Here's the other side of the Wells moth story. It doesn't look, from the context of this statement, as if Majerus was inferring atheism from evolution.
It is not my place to tell people what to believe. But I know that we are making a horrendous mess of this planet, and I do not have faith in some supernatural intervention putting it right: No second coming; No helping hand from on high; No last minute redemption.
I caught my first butterfly when I was four, and started recording peppered moth forms when I was 10. I am getting old, and have spent my life in scientific enquiry and discovery. And it has been a great life!
Until now, for instead of the vision of a world made better by the appliance of science, I see a future of ever-increasing global problems. I probably won't see the worst of what's coming - but I fear for my children, who will face escalating problems of climate change, over-population, pollution, starvation, disease and conflict. And for their children and grandchildren, I have little optimism.
We need to address global problems now, and to do so with any chance of success, we have to base our decisions on scientific facts: and that includes the fact of Darwinian evolution.
Though, when I read this sort of thing, I have to wonder what is packed into the term "Darwinian evolution."
Deep and passionate commitment on an issue makes it hard to tell what is simply serious misunderstanding and what is out and out deceit.
If Majerus is looking for a "proof of evolution" in the peppered moth case, this is probably asking too much.

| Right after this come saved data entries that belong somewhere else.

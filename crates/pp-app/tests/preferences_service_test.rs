mod support;

use std::path::PathBuf;
use std::sync::Arc;

use pp_app::PreferencesService;
use pp_core::{MonitorPreference, UserPreferences};
use pp_infra::FilePreferencesRepository;
use support::InMemoryPreferences;

#[tokio::test]
async fn load_replaces_defaults_with_stored_preferences() {
    let stored = UserPreferences {
        background_image_path: Some(PathBuf::from("/img/bg.png")),
        monitor_preference: MonitorPreference::Primary,
    };
    let service = PreferencesService::new(InMemoryPreferences::with(stored.clone()));
    assert_eq!(service.current(), UserPreferences::default());

    assert_eq!(service.load().await, stored);
    assert_eq!(service.current(), stored);
}

#[tokio::test]
async fn load_failure_falls_back_to_defaults() {
    let port = Arc::new(InMemoryPreferences {
        fail_load: true,
        ..InMemoryPreferences::default()
    });
    let service = PreferencesService::new(port);
    assert_eq!(service.load().await, UserPreferences::default());
}

#[tokio::test]
async fn update_applies_immediately_and_saves_in_background() {
    let port = Arc::new(InMemoryPreferences::default());
    let service = PreferencesService::new(port.clone());

    let save = service.update(|p| p.monitor_preference = MonitorPreference::Secondary);
    assert_eq!(service.current().monitor_preference, MonitorPreference::Secondary);

    save.await.unwrap();
    assert_eq!(port.stored().unwrap().monitor_preference, MonitorPreference::Secondary);
}

#[tokio::test]
async fn save_failure_keeps_the_in_memory_value() {
    let port = Arc::new(InMemoryPreferences {
        fail_save: true,
        ..InMemoryPreferences::default()
    });
    let service = PreferencesService::new(port.clone());

    service
        .update(|p| p.background_image_path = Some(PathBuf::from("/img/a.png")))
        .await
        .unwrap();
    assert_eq!(port.saves(), 1);
    assert_eq!(
        service.current().background_image_path,
        Some(PathBuf::from("/img/a.png"))
    );

    let err = service
        .update_and_save(|p| p.monitor_preference = MonitorPreference::Primary)
        .await
        .unwrap_err();
    assert!(err.to_string().contains("read-only"));
    assert_eq!(service.current().monitor_preference, MonitorPreference::Primary);
}

#[tokio::test]
async fn last_update_wins_on_disk() {
    let tmp = tempfile::tempdir().unwrap();
    let file = tmp.path().join("user-preferences.json");
    let service = PreferencesService::new(Arc::new(FilePreferencesRepository::new(file.clone())));

    let saves: Vec<_> = [
        MonitorPreference::Primary,
        MonitorPreference::Secondary,
        MonitorPreference::Automatic,
        MonitorPreference::Primary,
    ]
    .into_iter()
    .map(|preference| service.update(move |p| p.monitor_preference = preference))
    .collect();
    for save in saves {
        save.await.unwrap();
    }

    let reloaded = PreferencesService::new(Arc::new(FilePreferencesRepository::new(file)));
    assert_eq!(reloaded.load().await.monitor_preference, MonitorPreference::Primary);
}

As for the "icons" strategy Wells uses, I am kind of skeptical, because education below the highest level requires a certain amount of "cartooning" if theories which are presented in better detail at a higher level.
3 comments:
Why he told in his speech (at the meeting of European Section on Applied Biocatalysis!!!) that he is atheist?
He said:
"I believe in the existence of god in the same way that Douglas Adams believed in the existence of god. Just as Terry Pratchett proved, through logical argument the existence of Father Christmas (well, actually it was the Hogfather), saying that if you can draw him, he must have existence, so Douglas Adams proved the existence of God. Moreover, he also proved that humans invented him or her."

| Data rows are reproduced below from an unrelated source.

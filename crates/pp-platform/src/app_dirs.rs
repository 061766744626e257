use std::path::PathBuf;

use pp_core::{
    app_dirs::AppDirs,
    ports::{AppDirsError, AppDirsPort},
};

const APP_DIR_NAME: &str = "PowerPresenter";
const PROFILE_ENV: &str = "PP_PROFILE";

fn resolved_app_dir_name() -> String {
    match std::env::var(PROFILE_ENV) {
        Ok(profile) if !profile.is_empty() => format!("{APP_DIR_NAME}-{profile}"),
        _ => APP_DIR_NAME.to_string(),
    }
}

pub struct DirsAppDirsAdapter {
    base_dir_override: Option<PathBuf>,
}

impl Default for DirsAppDirsAdapter {
    fn default() -> Self {
        Self::new()
    }
}

impl DirsAppDirsAdapter {
    /// Creates an adapter that resolves the system directories through `dirs`.
    ///
    /// # Examples
    ///
    /// ```
    /// use pp_platform::app_dirs::DirsAppDirsAdapter;
    /// let _ = DirsAppDirsAdapter::new();
    /// ```
    pub fn new() -> Self {
        Self {
            base_dir_override: None,
        }
    }

    /// Creates an adapter that uses `base` instead of every system directory.
    pub fn with_base_dir(base: PathBuf) -> Self {
        Self {
            base_dir_override: Some(base),
        }
    }

    fn base_or(&self, system: fn() -> Option<PathBuf>) -> Option<PathBuf> {
        match &self.base_dir_override {
            Some(base) => Some(base.clone()),
            None => system(),
        }
    }
}

impl AppDirsPort for DirsAppDirsAdapter {
    /// Data and config roots come from the data-local and config directories,
    /// the cache root from the cache directory, each joined with
    /// `PowerPresenter` (or `PowerPresenter-<PP_PROFILE>`).
    fn get_app_dirs(&self) -> Result<AppDirs, AppDirsError> {
        let base_data = self
            .base_or(dirs::data_local_dir)
            .ok_or(AppDirsError::DataLocalDirUnavailable)?;
        let base_cache = self
            .base_or(dirs::cache_dir)
            .ok_or(AppDirsError::CacheDirUnavailable)?;
        let base_config = self
            .base_or(dirs::config_dir)
            .ok_or(AppDirsError::ConfigDirUnavailable)?;
        let app_dir_name = resolved_app_dir_name();

        Ok(AppDirs {
            app_data_root: base_data.join(&app_dir_name),
            app_cache_root: base_cache.join(&app_dir_name),
            app_config_root: base_config.join(&app_dir_name),
        })
    }
}

#[cfg(test)]
mod tests {
    use super::*;
    use std::sync::Mutex;

    static PP_PROFILE_ENV_LOCK: Mutex<()> = Mutex::new(());

    fn with_pp_profile<T>(value: Option<&str>, f: impl FnOnce() -> T) -> T {
        let _guard = PP_PROFILE_ENV_LOCK.lock().unwrap();
        let previous = std::env::var(PROFILE_ENV).ok();

        match value {
            Some(profile) => std::env::set_var(PROFILE_ENV, profile),
            None => std::env::remove_var(PROFILE_ENV),
        }

        let result = f();

        match previous {
            Some(profile) => std::env::set_var(PROFILE_ENV, profile),
            None => std::env::remove_var(PROFILE_ENV),
        }

        result
    }

    #[test]
    fn adapter_appends_app_dir_name() {
        with_pp_profile(None, || {
            let adapter = DirsAppDirsAdapter::with_base_dir(PathBuf::from("/tmp"));
            let dirs = adapter.get_app_dirs().unwrap();
            assert_eq!(dirs.app_data_root, PathBuf::from("/tmp/PowerPresenter"));
            assert_eq!(dirs.app_cache_root, PathBuf::from("/tmp/PowerPresenter"));
            assert_eq!(dirs.app_config_root, PathBuf::from("/tmp/PowerPresenter"));
            assert_eq!(
                dirs.previews_dir(),
                PathBuf::from("/tmp/PowerPresenter/Previews")
            );
        });
    }

    #[test]
    fn empty_profile_is_ignored() {
        with_pp_profile(Some(""), || {
            let adapter = DirsAppDirsAdapter::with_base_dir(PathBuf::from("/tmp"));
            let dirs = adapter.get_app_dirs().unwrap();
            assert!(dirs.app_data_root.ends_with("PowerPresenter"));
        });
    }

    #[test]
    fn adapter_isolates_dirs_for_different_profiles() {
        let dirs_a = with_pp_profile(Some("a"), || {
            DirsAppDirsAdapter::with_base_dir(PathBuf::from("/tmp"))
                .get_app_dirs()
                .unwrap()
        });
        let dirs_b = with_pp_profile(Some("b"), || {
            DirsAppDirsAdapter::with_base_dir(PathBuf::from("/tmp"))
                .get_app_dirs()
                .unwrap()
        });

        assert_eq!(dirs_a.app_data_root, PathBuf::from("/tmp/PowerPresenter-a"));
        assert_eq!(dirs_b.app_data_root, PathBuf::from("/tmp/PowerPresenter-b"));
        assert_ne!(dirs_a.preferences_file(), dirs_b.preferences_file());
        assert_ne!(dirs_a.previews_dir(), dirs_b.previews_dir());
    }
}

If Majerus is looking for proof of evolution in the peppered moth, well, it's obvious. Evolution happens. It's not even controversial--as long as evolution is defined as change over time, within populations, by virtue of variation and selection.
But if he's looking for proof that new structures and functions, new species exhibiting new genetic information, can arise the same way--and that's the question that counts!--well, what he has is just proof of variations within a species, with no new information.
tom g -
out of interest (and separately from Majerus's work), do you accept that evolution can produce new information / new structures / new species or not?